West from Tanagra is Thebes, a famous old town founded by Cadmus, the home of Pindar, the poet, and Epaminondas, the soldier and statesman. It was the rival of Athens until Alexander the Great sacked it in 336 B.C., when six thousand of the citizens were slain and thirty thousand carried away as slaves. It is now a sleepy little town of about twenty-five hundred inhabitants who grow fruit and do other kinds of farming. The ruins of the ancient town are covered with rubbish and the topography has been considerably changed by earthquakes. There is no hotel, and very little to interest the traveler.

From Thebes one can go west to Delphi, the seat of the famous oracle and the headquarters of the cult of Apollo, but it is a difficult and uncomfortable journey, requiring several days on horseback. The easier route is from Corinth by boat, twice a week, to a little town called Itea. From there to Delphi is only a ride of two and a half hours. The grandeur of the scenery and the magnificent view of Parnassus are full compensation for the time and fatigue, and even in these modern times the gorges in the mountains are filled with a mysterious atmosphere which must have affected the imagination of the ancients. The oracle was consulted, you remember, upon all affairs of importance, both by the people and the state, and its influence was not diminished by the ambiguity of its utterances. The voice of the oracle came from a chasm in the rocks which can not be identified these days, probably because of earthquakes. Above the chasm the prophetic virgin sat upon a golden tripod and uttered responses which none but the priests could understand. Altogether the oracle was a good scheme and its influence was wholesome among the people. Solon, the great law-giver; Plato, the philosopher; Aeschylus, Pindar, and Sophocles all spoke of it with great respect.
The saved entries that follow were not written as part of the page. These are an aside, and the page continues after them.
//! HTTP front end: upload a PDF, then ask questions about it.

use std::sync::Arc;

use axum::extract::rejection::FormRejection;
use axum::extract::{DefaultBodyLimit, Multipart, Query, State};
use axum::http::StatusCode;
use axum::response::{IntoResponse, Response};
use axum::routing::{get, post};
use axum::{Form, Json, Router};
use docqa_lib::pipeline::DocumentQa;
use docqa_lib::store::IndexId;
use docqa_lib::Error;
use serde::Deserialize;
use serde_json::json;
use tower_http::cors::CorsLayer;
use tower_http::trace::TraceLayer;

/// Multipart field carrying the uploaded document
const FILE_FIELD: &str = "file";

/// Library errors rendered as `{"error": message}` with a matching status.
#[derive(Debug)]
pub struct ApiError {
    status: StatusCode,
    error: Error,
}

impl From<Error> for ApiError {
    fn from(error: Error) -> Self {
        Self {
            status: status_for(&error),
            error,
        }
    }
}

impl ApiError {
    fn invalid(message: impl Into<String>) -> Self {
        Self::rejected(StatusCode::BAD_REQUEST, message)
    }

    /// Request refused by an extractor, keeping the extractor's own status.
    fn rejected(status: StatusCode, message: impl Into<String>) -> Self {
        Self {
            status,
            error: Error::InvalidInput(message.into()),
        }
    }
}

fn status_for(error: &Error) -> StatusCode {
    match error {
        Error::InvalidInput(_) => StatusCode::BAD_REQUEST,
        Error::IndexNotFound(_) => StatusCode::NOT_FOUND,
        Error::Extraction(_) | Error::IndexBuild(_) => StatusCode::UNPROCESSABLE_ENTITY,
        Error::Credential { .. } | Error::Transport(_) | Error::Upstream { .. } => {
            StatusCode::BAD_GATEWAY
        }
        Error::UpstreamTimeout(_) => StatusCode::GATEWAY_TIMEOUT,
        _ => StatusCode::INTERNAL_SERVER_ERROR,
    }
}

impl IntoResponse for ApiError {
    fn into_response(self) -> Response {
        let status = self.status;
        if status.is_server_error() {
            tracing::error!(error = %self.error, status = status.as_u16(), "request failed");
        } else {
            tracing::warn!(error = %self.error, status = status.as_u16(), "request rejected");
        }
        (status, Json(json!({ "error": self.error.to_string() }))).into_response()
    }
}

#[derive(Debug, Deserialize)]
pub struct IndexQuery {
    index: Option<String>,
}

impl IndexQuery {
    fn id(&self) -> Result<IndexId, ApiError> {
        match &self.index {
            Some(index) => Ok(index.parse()?),
            None => Ok(IndexId::default()),
        }
    }
}

#[derive(Debug, Deserialize)]
pub struct AskForm {
    question: String,
}

/// Build the router; uploads larger than `upload_limit` bytes are refused.
pub fn router(qa: Arc<DocumentQa>, upload_limit: usize) -> Router {
    Router::new()
        .route("/health", get(health))
        .route("/upload_pdf/", post(upload_pdf))
        .route("/ask_question/", post(ask_question))
        .layer(DefaultBodyLimit::max(upload_limit))
        .layer(CorsLayer::permissive())
        .layer(TraceLayer::new_for_http())
        .with_state(qa)
}

async fn health() -> Json<serde_json::Value> {
    Json(json!({ "status": "ok" }))
}

async fn upload_pdf(
    State(qa): State<Arc<DocumentQa>>,
    Query(query): Query<IndexQuery>,
    mut multipart: Multipart,
) -> Result<Json<serde_json::Value>, ApiError> {
    let id = query.id()?;

    let mut document = None;
    while let Some(field) = multipart
        .next_field()
        .await
        .map_err(|e| ApiError::rejected(e.status(), e.body_text()))?
    {
        if field.name() == Some(FILE_FIELD) {
            let filename = field.file_name().unwrap_or("upload.pdf").to_string();
            let bytes = field
                .bytes()
                .await
                .map_err(|e| ApiError::rejected(e.status(), e.body_text()))?;
            tracing::info!(index = %id, filename = %filename, bytes = bytes.len(), "received upload");
            document = Some(bytes);
            break;
        }
    }
    let document =
        document.ok_or_else(|| ApiError::invalid(format!("missing multipart field '{FILE_FIELD}'")))?;

    let report = qa.ingest_pdf(&id, document.to_vec()).await?;
    Ok(Json(json!({
        "message": report.message(),
        "index": report.index,
        "chunks": report.chunks,
    })))
}

async fn ask_question(
    State(qa): State<Arc<DocumentQa>>,
    Query(query): Query<IndexQuery>,
    form: Result<Form<AskForm>, FormRejection>,
) -> Result<Json<serde_json::Value>, ApiError> {
    let id = query.id()?;
    let Form(form) = form.map_err(|e| ApiError::invalid(e.body_text()))?;

    let answer = qa.ask(&id, &form.question).await?;
    Ok(Json(json!({ "answer": answer.text })))
}
use std::{io, path::PathBuf};

use thiserror::Error;

const GENERIC_FAILURE: &str = "Classification failed. Please try again.";

#[derive(Debug, Error)]
pub enum TransportError {
    #[error("request to the classification endpoint timed out")]
    Timeout,
    #[error("classification endpoint unreachable: {0}")]
    Network(#[source] reqwest::Error),
    #[error("classification endpoint returned HTTP {status}")]
    Status {
        status: u16,
        server_message: Option<String>,
    },
    #[error("classification endpoint returned an unreadable body: {0}")]
    Decode(String),
    #[error("upload could not be encoded: {0}")]
    InvalidUpload(String),
    #[error("invalid route '{path}': {reason}")]
    InvalidRoute { path: String, reason: String },
    #[error("failed to read '{}': {source}", .path.display())]
    LocalRead { path: PathBuf, source: io::Error },
}

impl From<reqwest::Error> for TransportError {
    fn from(err: reqwest::Error) -> Self {
        if err.is_timeout() {
            TransportError::Timeout
        } else {
            TransportError::Network(err)
        }
    }
}

/// Single error type for a classification attempt. Non-2xx statuses and
/// `success: false` bodies both land here, so callers branch once.
#[derive(Debug, Error)]
pub enum ClassifyError {
    #[error(transparent)]
    Transport(#[from] TransportError),
    #[error("classification rejected by server: {}", .0.as_deref().unwrap_or("no message"))]
    Application(Option<String>),
}

impl ClassifyError {
    /// Text shown to the user. Transport failures get a generic message;
    /// application failures show the server text verbatim when present.
    pub fn user_message(&self) -> String {
        match self {
            ClassifyError::Transport(TransportError::Timeout) => {
                "The classification service did not respond in time. Please try again."
                    .to_string()
            }
            ClassifyError::Transport(TransportError::Status { status, .. }) => {
                format!("Classification service error (HTTP {status}). Please try again.")
            }
            ClassifyError::Transport(TransportError::LocalRead { .. }) => {
                "Could not read the selected file. Please select it again.".to_string()
            }
            ClassifyError::Transport(TransportError::InvalidUpload(_)) => {
                "The selected file could not be prepared for upload. Please select it again."
                    .to_string()
            }
            ClassifyError::Transport(TransportError::InvalidRoute { .. }) => {
                "The classification endpoint address is invalid. Check the client settings."
                    .to_string()
            }
            ClassifyError::Transport(_) => {
                "Could not reach the classification service. Please try again.".to_string()
            }
            ClassifyError::Application(Some(message)) if !message.trim().is_empty() => {
                message.clone()
            }
            ClassifyError::Application(_) => GENERIC_FAILURE.to_string(),
        }
    }

    pub fn is_transport(&self) -> bool {
        matches!(self, ClassifyError::Transport(_))
    }
}
impl ClassifierApp {
    pub fn new(
        startup: StartupConfig,
        controller: Arc<UploadController>,
        cmd_tx: Sender<BackendCommand>,
        ui_rx: Receiver<UiEvent>,
    ) -> Self {
        let snapshot = controller.snapshot();
        let mut app = Self {
            controller,
            cmd_tx,
            ui_rx,
            snapshot,
            endpoint_label: startup.settings.endpoint_url.clone(),
            confidence_threshold: startup.settings.confidence_threshold,
            status: "Starting backend worker...".to_string(),
            status_banner: None,
            health: None,
            preview: None,
            pending_preview: None,
            notification_seen: None,
        };
        dispatch_backend_command(&app.cmd_tx, BackendCommand::CheckHealth, &mut app.status);
        app
    }

    pub fn snapshot(&self) -> &ControllerSnapshot {
        &self.snapshot
    }

    pub fn process_ui_events(&mut self) {
        self.sync_snapshot();
        while let Ok(event) = self.ui_rx.try_recv() {
            match event {
                UiEvent::Info(message) => self.status = message,
                UiEvent::StateChanged => {}
                UiEvent::HealthChecked(health) => {
                    self.status = if health.is_healthy() {
                        format!("Connected to {} ({})", health.service, health.model)
                    } else {
                        format!("Endpoint reports status '{}'", health.status)
                    };
                    self.health = Some(health);
                }
                UiEvent::PreviewLoaded { file_name, image } => {
                    let current = self
                        .snapshot
                        .selected_file
                        .as_ref()
                        .map(|file| file.name.as_str());
                    if current == Some(file_name.as_str()) {
                        self.pending_preview = Some((file_name, image));
                    }
                }
                UiEvent::PreviewFailed { file_name, reason } => {
                    self.status = format!("No preview for {file_name}: {reason}");
                }
                UiEvent::Error(err) => {
                    self.status = format!("{} error: {}", err_label(err.category()), err.message());
                    if matches!(
                        err.context(),
                        UiErrorContext::BackendStartup | UiErrorContext::FileSelection
                    ) {
                        self.status_banner = Some(StatusBanner {
                            severity: StatusBannerSeverity::Error,
                            message: self.status.clone(),
                        });
                    }
                }
            }
        }
    }

    fn sync_snapshot(&mut self) {
        let latest = self.controller.snapshot();
        if latest.selected_file.is_none() {
            self.preview = None;
            self.pending_preview = None;
        }
        self.snapshot = latest;
    }

    fn select_candidate(&mut self, candidate: FileCandidate) {
        let file_name = candidate.name.clone();
        let source = candidate.source.clone();
        if self.controller.select_file(candidate) == ValidationResult::Accepted {
            self.preview = None;
            self.pending_preview = None;
            dispatch_backend_command(
                &self.cmd_tx,
                BackendCommand::LoadPreview { file_name, source },
                &mut self.status,
            );
        }
    }

    fn pick_file(&mut self) {
        let mut dialog = rfd::FileDialog::new().add_filter("Images", &PICKER_EXTENSIONS);
        if let Some(dir) = default_upload_dir() {
            dialog = dialog.set_directory(dir);
        }
        let Some(path) = dialog.pick_file() else {
            return;
        };
        match FileCandidate::from_path(&path) {
            Ok(candidate) => self.select_candidate(candidate),
            Err(err) => self.show_file_error(format!("failed to open '{}': {err}", path.display())),
        }
    }

    fn handle_dropped_files(&mut self, dropped: Vec<egui::DroppedFile>) {
        let count = dropped.len();
        let Some(first) = dropped.into_iter().next() else {
            return;
        };
        if count > 1 {
            tracing::debug!(count, "ui: multiple files dropped, using the first");
        }
        match candidate_from_drop(first) {
            Ok(candidate) => self.select_candidate(candidate),
            Err(err) => self.show_file_error(err),
        }
    }

    fn show_file_error(&mut self, message: String) {
        let err = UiError::from_message(UiErrorContext::FileSelection, message);
        self.status = format!("{} error: {}", err_label(err.category()), err.message());
        self.status_banner = Some(StatusBanner {
            severity: StatusBannerSeverity::Error,
            message: self.status.clone(),
        });
    }

    fn classify(&mut self) {
        dispatch_backend_command(&self.cmd_tx, BackendCommand::Classify, &mut self.status);
    }

    fn expire_notification(&mut self) {
        let current = self.snapshot.notification.clone();
        match (current, self.notification_seen.take()) {
            (Some(current), Some((seen, at))) if current == seen => {
                if at.elapsed() >= NOTIFICATION_TTL {
                    self.controller.dismiss_notification();
                } else {
                    self.notification_seen = Some((seen, at));
                }
            }
            (Some(current), _) => {
                self.notification_seen = Some((current, Instant::now()));
            }
            (None, _) => {}
        }
    }

    fn upload_pending_preview(&mut self, ctx: &egui::Context) {
        if let Some((file_name, image)) = self.pending_preview.take() {
            let color_image = egui::ColorImage::from_rgba_unmultiplied(image.size, &image.rgba);
            let texture = ctx.load_texture(
                format!("preview-{file_name}"),
                color_image,
                egui::TextureOptions::LINEAR,
            );
            self.preview = Some((file_name, texture));
        }
    }

    fn show_status_banner(&mut self, ui: &mut egui::Ui) {
        if let Some(banner) = self.status_banner.clone() {
            let (fill, stroke) = match banner.severity {
                StatusBannerSeverity::Error => (
                    egui::Color32::from_rgb(111, 53, 53),
                    egui::Stroke::new(1.0, egui::Color32::from_rgb(175, 96, 96)),
                ),
            };

            egui::Frame::NONE
                .fill(fill)
                .stroke(stroke)
                .corner_radius(8.0)
                .inner_margin(egui::Margin::symmetric(10, 8))
                .show(ui, |ui| {
                    ui.horizontal_wrapped(|ui| {
                        ui.label(egui::RichText::new(&banner.message).color(egui::Color32::WHITE));
                        ui.with_layout(egui::Layout::right_to_left(egui::Align::Center), |ui| {
                            if ui.button("Dismiss").clicked() {
                                self.status_banner = None;
                            }
                        });
                    });
                });
        }
    }

    fn show_notification(&mut self, ui: &mut egui::Ui, notification: &Notification) {
        let fill = match notification.level {
            NotificationLevel::Success => egui::Color32::from_rgb(40, 96, 60),
            NotificationLevel::Error => egui::Color32::from_rgb(111, 53, 53),
        };
        egui::Frame::NONE
            .fill(fill)
            .corner_radius(8.0)
            .inner_margin(egui::Margin::symmetric(10, 8))
            .show(ui, |ui| {
                ui.horizontal_wrapped(|ui| {
                    ui.label(
                        egui::RichText::new(&notification.message).color(egui::Color32::WHITE),
                    );
                    ui.with_layout(egui::Layout::right_to_left(egui::Align::Center), |ui| {
                        if ui.small_button("✕").clicked() {
                            self.controller.dismiss_notification();
                        }
                    });
                });
            });
    }

    fn show_upload_panel(&mut self, ui: &mut egui::Ui, view: &View) {
        ui.heading("Upload Image");
        ui.add_space(6.0);

        let hovering = ui.ctx().input(|i| !i.raw.hovered_files.is_empty());
        let stroke_color = if hovering {
            egui::Color32::from_rgb(31, 119, 180)
        } else {
            egui::Color32::GRAY
        };
        egui::Frame::NONE
            .stroke(egui::Stroke::new(2.0, stroke_color))
            .corner_radius(10.0)
            .inner_margin(egui::Margin::same(16))
            .show(ui, |ui| {
                ui.set_min_height(140.0);
                ui.vertical_centered(|ui| {
                    ui.label("Drag and drop an image here");
                    ui.small("PNG, JPG, JPEG, GIF, BMP, TIFF up to 16MB");
                    ui.add_space(8.0);
                    if ui.button("Choose an image file…").clicked() {
                        self.pick_file();
                    }
                });
            });

        if let Some(file_line) = &view.file_line {
            ui.add_space(8.0);
            ui.label(egui::RichText::new(file_line).strong());
        }

        if let Some((_, texture)) = &self.preview {
            ui.add_space(6.0);
            ui.add(egui::Image::new(texture).max_width(ui.available_width()).max_height(320.0));
        }

        ui.add_space(8.0);
        ui.horizontal(|ui| {
            let label = if view.processing {
                "Analyzing…"
            } else {
                "Classify Image"
            };
            if ui
                .add_enabled(view.can_classify, egui::Button::new(label))
                .clicked()
            {
                self.classify();
            }
            if ui
                .add_enabled(view.can_clear, egui::Button::new("Clear"))
                .clicked()
            {
                self.controller.clear();
            }
            if view.processing {
                ui.spinner();
            }
        });
    }

    fn show_results_panel(&mut self, ui: &mut egui::Ui, view: &View) {
        ui.heading("Results");
        ui.add_space(6.0);
        ui.label(egui::RichText::new(&view.status).strong());

        if let Some(error) = &view.error {
            ui.colored_label(egui::Color32::from_rgb(220, 90, 90), error);
        }

        if self.snapshot.ui_state != UiState::ResultDisplayed {
            return;
        }

        if let Some(time) = &view.processing_time_text {
            ui.label(format!("Processing time: {time} seconds"));
        }
        if let Some(notice) = &view.threshold_notice {
            ui.colored_label(egui::Color32::from_rgb(230, 170, 60), notice);
        }

        ui.add_space(6.0);
        for row in &view.rows {
            ui.horizontal(|ui| {
                ui.label(egui::RichText::new(format!("{}. {}", row.rank, row.label)).strong());
                ui.with_layout(egui::Layout::right_to_left(egui::Align::Center), |ui| {
                    ui.label(&row.percent_text);
                });
            });
            ui.add(egui::ProgressBar::new(row.bar_fraction).desired_height(12.0));
            ui.separator();
        }

        if let Some(summary) = &view.summary {
            ui.horizontal(|ui| {
                ui.label(format!("Total predictions: {}", summary.total_predictions));
                ui.separator();
                ui.label(format!("Shown: {}", summary.shown_predictions));
                if let Some(avg) = &summary.average_confidence_text {
                    ui.separator();
                    ui.label(format!("Avg confidence: {avg}"));
                }
            });
            if let Some(stored) = &summary.stored_filename {
                ui.weak(format!("Stored on server as {stored}"));
            }
        }
    }

    fn show_side_panel(&mut self, ctx: &egui::Context) {
        egui::SidePanel::left("settings_panel")
            .resizable(false)
            .default_width(220.0)
            .show(ctx, |ui| {
                ui.heading("Settings");
                ui.add(
                    egui::Slider::new(&mut self.confidence_threshold, 0.0..=100.0)
                        .text("Confidence (%)"),
                );
                ui.small("Only show predictions above this confidence level");

                ui.add_space(12.0);
                ui.heading("Endpoint");
                ui.small(&self.endpoint_label);
                match &self.health {
                    Some(health) if health.is_healthy() => {
                        ui.label(format!("Model: {}", health.model));
                    }
                    Some(health) => {
                        ui.label(format!("Status: {}", health.status));
                    }
                    None => {
                        ui.label("Status: unknown");
                    }
                }
                if ui.button("Check health").clicked() {
                    dispatch_backend_command(
                        &self.cmd_tx,
                        BackendCommand::CheckHealth,
                        &mut self.status,
                    );
                }
            });
    }
}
Modern Delphi is called Castri, and stands on part of the ancient site, at an altitude of twenty-one hundred and thirty feet above the gulf of Corinth and among the cliffs of Parnassus. There has been an enormous amount of excavating done there by the French School of Archeology which has been rewarded by many interesting and important discoveries.

The classic mountain Parnassus, which rises eight thousand and seventy feet, may be comfortably climbed from Delphi, the ascent being made most of the way on horseback. Every foot of the journey is crowded with historic and mythical associations.

The pass of Thermopylae, known to every schoolboy as the place where Leonidas and his three hundred Spartans held the whole Persian army at bay, is thirty miles in a straight line directly north from Delphi, on the other side of Parnassus, but nearly three times that distance by the circuitous route which must be traveled. There are no roads and it takes several days to make the journey on horseback. The pass is a narrow ravine or defile between two wooded hills and its strategic advantages are perfectly apparent, although the guide-books say that a rocky eminence which formerly overhung the defile has been thrown down by earthquakes and the gorge has been considerably filled up by alluvial deposits brought down by mountain torrents, so that the present appearance of the pass gives very little idea of what it must have been. It resembles hundreds of similar gorges in Colorado and other parts of the Rocky Mountains. Here Leonidas detained the Persian army under Xerxes until the Greeks were able to make a safe retreat. The exact spot was afterwards marked by a monument with this inscription:

STRANGER, TELL THE SPARTANS THAT WE ARE LYING HERE IN OBEDIENCE TO THEIR COMMANDS.

Due north from Thermopylae is the famous Mount Olympus, 9,754 feet high, the home of the gods, which, unfortunately, is now on Turkish soil, much to the sorrow and mortification of the Greeks. If they had their territorial rights they would still include that noble peak within their jurisdiction.

Mount Ossa, 6,398 feet high, lies immediately south of Olympus; Mount Pelion is farther to the south, rising 5,308 feet above the sea.

Going westward from Athens, crossing the peninsula by railroad to Corinth, and then turning southward for fifteen or sixteen miles, we come to Mycenae, which was the scene of so much activity in mythological times, but its importance dwindled long before the dawn of history. It was founded by Perseus, who raised the massive walls of the city with the aid of the Cyclops. Agamemnon, the great soldier, had his seat there, and was not only the ruler of that district but the chieftain of all the Greeks, of the islands as well as the mainland. He led them against Troy and after his return was murdered by Aegisthos, the lover of his wife, Clytemnestra. Although Orestes, his only son, avenged his father’s death and his mother’s shame, when he grew up, the legends do not tell us that he regained the throne.

The tomb of the great Grecian chieftain is well preserved and is one of the most striking examples of ancient masonry. It is a sort of underground temple in the shape of a bee-hive, fifty feet high, and near it is another vaulted sepulcher, supposed to have been the tomb of Clytemnestra. Extensive excavations have been made at Mycenae by Grecian archeologists under the direction of Dr. Schliemann, who disclosed to the world the ruins of Troy. It is one of the most interesting places in Greece.